* [To do] If a line in the listing below contains the word "DoxygenGenerator", count it, then please give only the number of such lines.

=== Records for this exercise ===

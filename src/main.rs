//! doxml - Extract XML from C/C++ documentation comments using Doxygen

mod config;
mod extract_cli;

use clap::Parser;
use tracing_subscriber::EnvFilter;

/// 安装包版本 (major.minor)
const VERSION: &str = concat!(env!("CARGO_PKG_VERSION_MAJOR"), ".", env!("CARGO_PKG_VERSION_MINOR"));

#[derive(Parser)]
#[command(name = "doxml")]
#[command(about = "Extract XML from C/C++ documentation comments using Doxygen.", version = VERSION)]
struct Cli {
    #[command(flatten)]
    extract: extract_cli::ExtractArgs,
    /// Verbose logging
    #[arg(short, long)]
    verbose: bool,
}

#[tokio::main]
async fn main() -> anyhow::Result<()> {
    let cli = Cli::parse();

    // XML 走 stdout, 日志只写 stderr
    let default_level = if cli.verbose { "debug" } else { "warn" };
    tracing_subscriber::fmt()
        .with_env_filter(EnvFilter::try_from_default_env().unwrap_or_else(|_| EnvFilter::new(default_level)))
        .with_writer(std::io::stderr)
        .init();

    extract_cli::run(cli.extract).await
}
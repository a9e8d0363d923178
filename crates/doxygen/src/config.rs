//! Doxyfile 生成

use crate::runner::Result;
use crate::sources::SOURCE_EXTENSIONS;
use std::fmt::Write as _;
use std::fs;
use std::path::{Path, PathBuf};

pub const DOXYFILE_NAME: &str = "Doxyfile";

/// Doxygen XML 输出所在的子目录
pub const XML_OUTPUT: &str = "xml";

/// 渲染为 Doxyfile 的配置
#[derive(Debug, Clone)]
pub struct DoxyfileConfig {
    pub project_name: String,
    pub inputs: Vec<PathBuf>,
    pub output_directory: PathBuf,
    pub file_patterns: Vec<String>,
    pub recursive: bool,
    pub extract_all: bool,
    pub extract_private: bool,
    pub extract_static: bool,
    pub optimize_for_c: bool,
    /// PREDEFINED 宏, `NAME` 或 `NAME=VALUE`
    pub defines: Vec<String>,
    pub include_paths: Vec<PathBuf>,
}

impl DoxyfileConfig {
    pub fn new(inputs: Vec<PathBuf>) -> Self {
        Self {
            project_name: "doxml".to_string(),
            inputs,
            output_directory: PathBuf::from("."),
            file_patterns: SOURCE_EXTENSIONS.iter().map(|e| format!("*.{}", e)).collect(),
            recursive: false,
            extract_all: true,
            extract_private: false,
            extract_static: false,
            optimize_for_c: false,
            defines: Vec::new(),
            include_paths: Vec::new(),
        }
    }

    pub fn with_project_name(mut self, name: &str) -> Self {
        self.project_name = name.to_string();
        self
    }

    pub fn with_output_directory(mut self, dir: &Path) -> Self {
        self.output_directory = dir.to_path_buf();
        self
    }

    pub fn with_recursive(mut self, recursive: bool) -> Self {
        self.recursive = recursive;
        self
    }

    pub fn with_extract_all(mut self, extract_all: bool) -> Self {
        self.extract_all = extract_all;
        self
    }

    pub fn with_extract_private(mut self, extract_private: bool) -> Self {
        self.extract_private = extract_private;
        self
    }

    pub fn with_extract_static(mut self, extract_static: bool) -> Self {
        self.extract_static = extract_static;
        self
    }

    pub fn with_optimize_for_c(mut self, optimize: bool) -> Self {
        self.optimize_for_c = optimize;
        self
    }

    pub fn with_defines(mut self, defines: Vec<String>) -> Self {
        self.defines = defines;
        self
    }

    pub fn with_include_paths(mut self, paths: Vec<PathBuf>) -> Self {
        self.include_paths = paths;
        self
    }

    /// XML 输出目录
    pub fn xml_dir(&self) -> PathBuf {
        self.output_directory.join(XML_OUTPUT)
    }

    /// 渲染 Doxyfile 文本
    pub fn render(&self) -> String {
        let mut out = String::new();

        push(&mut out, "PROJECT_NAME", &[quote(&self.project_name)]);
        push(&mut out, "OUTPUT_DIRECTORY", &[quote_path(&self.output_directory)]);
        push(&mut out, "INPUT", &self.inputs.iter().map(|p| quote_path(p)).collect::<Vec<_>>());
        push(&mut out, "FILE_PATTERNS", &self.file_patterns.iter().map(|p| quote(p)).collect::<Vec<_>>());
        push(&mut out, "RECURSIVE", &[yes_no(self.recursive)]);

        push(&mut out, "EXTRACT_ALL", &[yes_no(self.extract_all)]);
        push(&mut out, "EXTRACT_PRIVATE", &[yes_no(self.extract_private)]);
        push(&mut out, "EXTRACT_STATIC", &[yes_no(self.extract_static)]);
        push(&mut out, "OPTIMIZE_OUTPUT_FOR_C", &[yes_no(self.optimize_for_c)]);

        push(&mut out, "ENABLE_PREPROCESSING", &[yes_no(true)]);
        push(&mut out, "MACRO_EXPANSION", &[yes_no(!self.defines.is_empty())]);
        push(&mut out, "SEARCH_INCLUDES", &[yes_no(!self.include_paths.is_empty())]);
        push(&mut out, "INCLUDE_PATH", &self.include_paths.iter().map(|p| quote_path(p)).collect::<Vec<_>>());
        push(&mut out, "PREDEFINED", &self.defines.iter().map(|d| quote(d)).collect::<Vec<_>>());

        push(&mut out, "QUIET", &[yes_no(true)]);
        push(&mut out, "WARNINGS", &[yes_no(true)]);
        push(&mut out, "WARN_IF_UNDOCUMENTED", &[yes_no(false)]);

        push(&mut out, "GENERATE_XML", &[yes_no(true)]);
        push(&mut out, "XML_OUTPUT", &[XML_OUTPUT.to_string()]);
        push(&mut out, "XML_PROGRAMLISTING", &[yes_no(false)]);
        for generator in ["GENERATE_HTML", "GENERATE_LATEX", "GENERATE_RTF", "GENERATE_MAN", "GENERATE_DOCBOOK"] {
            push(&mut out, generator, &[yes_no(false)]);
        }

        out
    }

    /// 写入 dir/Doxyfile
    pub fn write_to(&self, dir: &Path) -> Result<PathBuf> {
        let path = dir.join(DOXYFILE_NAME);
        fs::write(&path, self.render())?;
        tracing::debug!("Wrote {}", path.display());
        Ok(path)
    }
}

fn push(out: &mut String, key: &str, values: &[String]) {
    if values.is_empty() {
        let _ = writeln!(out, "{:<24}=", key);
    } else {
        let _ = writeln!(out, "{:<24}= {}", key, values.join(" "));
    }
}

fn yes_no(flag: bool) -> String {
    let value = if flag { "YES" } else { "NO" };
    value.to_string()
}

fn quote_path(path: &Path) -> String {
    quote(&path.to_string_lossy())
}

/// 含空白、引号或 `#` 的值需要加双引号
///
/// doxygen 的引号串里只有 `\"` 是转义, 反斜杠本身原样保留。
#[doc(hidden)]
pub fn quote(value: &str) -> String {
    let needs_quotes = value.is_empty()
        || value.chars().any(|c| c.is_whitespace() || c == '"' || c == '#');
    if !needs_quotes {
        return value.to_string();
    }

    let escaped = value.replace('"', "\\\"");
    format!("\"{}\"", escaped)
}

===
=== Records for this exercise ===

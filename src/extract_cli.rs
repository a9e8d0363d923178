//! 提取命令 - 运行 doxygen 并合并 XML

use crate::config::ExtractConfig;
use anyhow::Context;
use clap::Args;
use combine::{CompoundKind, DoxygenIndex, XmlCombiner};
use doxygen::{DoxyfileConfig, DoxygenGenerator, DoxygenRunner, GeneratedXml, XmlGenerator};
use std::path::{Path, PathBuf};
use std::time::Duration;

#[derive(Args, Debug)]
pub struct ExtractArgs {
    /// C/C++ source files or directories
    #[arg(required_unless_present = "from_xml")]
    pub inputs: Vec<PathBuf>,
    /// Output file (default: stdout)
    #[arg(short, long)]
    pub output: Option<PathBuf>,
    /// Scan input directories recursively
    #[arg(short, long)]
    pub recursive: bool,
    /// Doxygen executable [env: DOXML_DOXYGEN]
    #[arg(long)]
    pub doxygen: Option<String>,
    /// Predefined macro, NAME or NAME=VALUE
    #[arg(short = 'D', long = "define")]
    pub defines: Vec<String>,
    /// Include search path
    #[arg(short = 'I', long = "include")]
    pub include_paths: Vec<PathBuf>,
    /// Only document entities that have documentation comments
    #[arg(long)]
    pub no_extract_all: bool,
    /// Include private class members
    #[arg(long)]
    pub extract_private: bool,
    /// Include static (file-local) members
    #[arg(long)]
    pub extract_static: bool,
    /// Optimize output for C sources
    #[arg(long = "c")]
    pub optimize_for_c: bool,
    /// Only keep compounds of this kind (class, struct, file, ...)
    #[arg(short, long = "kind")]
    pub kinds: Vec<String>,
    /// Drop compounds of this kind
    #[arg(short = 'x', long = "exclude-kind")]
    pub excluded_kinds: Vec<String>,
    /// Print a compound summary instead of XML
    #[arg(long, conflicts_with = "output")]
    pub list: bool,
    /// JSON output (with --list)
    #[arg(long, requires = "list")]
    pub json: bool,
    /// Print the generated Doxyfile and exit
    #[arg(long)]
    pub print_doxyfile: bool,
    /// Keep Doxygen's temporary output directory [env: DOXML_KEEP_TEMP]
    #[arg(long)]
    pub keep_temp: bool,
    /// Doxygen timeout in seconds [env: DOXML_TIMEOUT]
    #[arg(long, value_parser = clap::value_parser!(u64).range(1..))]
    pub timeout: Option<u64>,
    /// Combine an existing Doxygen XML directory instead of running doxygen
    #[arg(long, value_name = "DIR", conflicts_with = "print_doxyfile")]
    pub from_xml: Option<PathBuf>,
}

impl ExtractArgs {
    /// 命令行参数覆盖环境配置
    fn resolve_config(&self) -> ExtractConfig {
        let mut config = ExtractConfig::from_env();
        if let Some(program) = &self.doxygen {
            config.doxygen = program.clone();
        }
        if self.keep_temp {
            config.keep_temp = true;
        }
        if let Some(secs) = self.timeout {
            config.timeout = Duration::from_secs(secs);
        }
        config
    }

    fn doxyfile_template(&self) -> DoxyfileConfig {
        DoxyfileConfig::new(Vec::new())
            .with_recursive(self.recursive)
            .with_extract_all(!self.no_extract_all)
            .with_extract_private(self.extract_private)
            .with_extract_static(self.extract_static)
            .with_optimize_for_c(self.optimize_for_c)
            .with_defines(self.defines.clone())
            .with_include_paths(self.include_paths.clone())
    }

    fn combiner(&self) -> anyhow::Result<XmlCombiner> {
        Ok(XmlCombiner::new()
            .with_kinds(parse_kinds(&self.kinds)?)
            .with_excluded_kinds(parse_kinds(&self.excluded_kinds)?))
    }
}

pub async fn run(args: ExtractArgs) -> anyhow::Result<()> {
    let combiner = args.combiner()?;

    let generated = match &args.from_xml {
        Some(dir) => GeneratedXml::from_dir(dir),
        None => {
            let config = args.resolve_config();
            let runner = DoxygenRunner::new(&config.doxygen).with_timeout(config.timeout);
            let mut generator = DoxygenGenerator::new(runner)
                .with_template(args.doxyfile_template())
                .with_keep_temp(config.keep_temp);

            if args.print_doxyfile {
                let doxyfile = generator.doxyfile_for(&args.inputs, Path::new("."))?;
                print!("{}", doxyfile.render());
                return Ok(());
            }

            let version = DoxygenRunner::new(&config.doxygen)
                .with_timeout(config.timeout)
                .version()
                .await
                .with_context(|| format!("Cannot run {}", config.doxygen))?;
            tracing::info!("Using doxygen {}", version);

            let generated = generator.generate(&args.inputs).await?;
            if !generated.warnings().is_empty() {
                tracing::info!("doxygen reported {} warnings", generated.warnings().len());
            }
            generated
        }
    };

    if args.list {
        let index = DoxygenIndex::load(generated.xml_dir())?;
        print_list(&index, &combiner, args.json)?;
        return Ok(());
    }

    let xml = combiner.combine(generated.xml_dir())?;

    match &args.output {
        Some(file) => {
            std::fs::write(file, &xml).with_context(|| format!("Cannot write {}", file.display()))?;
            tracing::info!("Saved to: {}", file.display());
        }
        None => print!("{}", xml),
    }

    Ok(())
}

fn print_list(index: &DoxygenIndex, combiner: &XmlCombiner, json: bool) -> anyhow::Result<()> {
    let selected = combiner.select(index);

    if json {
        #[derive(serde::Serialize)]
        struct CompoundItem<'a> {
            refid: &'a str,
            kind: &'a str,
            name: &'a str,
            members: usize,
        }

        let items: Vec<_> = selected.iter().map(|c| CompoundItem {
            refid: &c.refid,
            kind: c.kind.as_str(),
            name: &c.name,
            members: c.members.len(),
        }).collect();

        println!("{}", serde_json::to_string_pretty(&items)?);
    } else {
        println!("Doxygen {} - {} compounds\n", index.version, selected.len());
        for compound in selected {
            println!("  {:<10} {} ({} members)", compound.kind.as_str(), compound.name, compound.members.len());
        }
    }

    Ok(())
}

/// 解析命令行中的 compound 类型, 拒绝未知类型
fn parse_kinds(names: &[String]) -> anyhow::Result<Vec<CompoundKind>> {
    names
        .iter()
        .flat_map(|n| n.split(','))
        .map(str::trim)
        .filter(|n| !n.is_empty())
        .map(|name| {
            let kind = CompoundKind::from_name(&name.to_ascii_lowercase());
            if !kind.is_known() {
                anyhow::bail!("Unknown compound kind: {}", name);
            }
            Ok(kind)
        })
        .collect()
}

===

* [Your solution] 2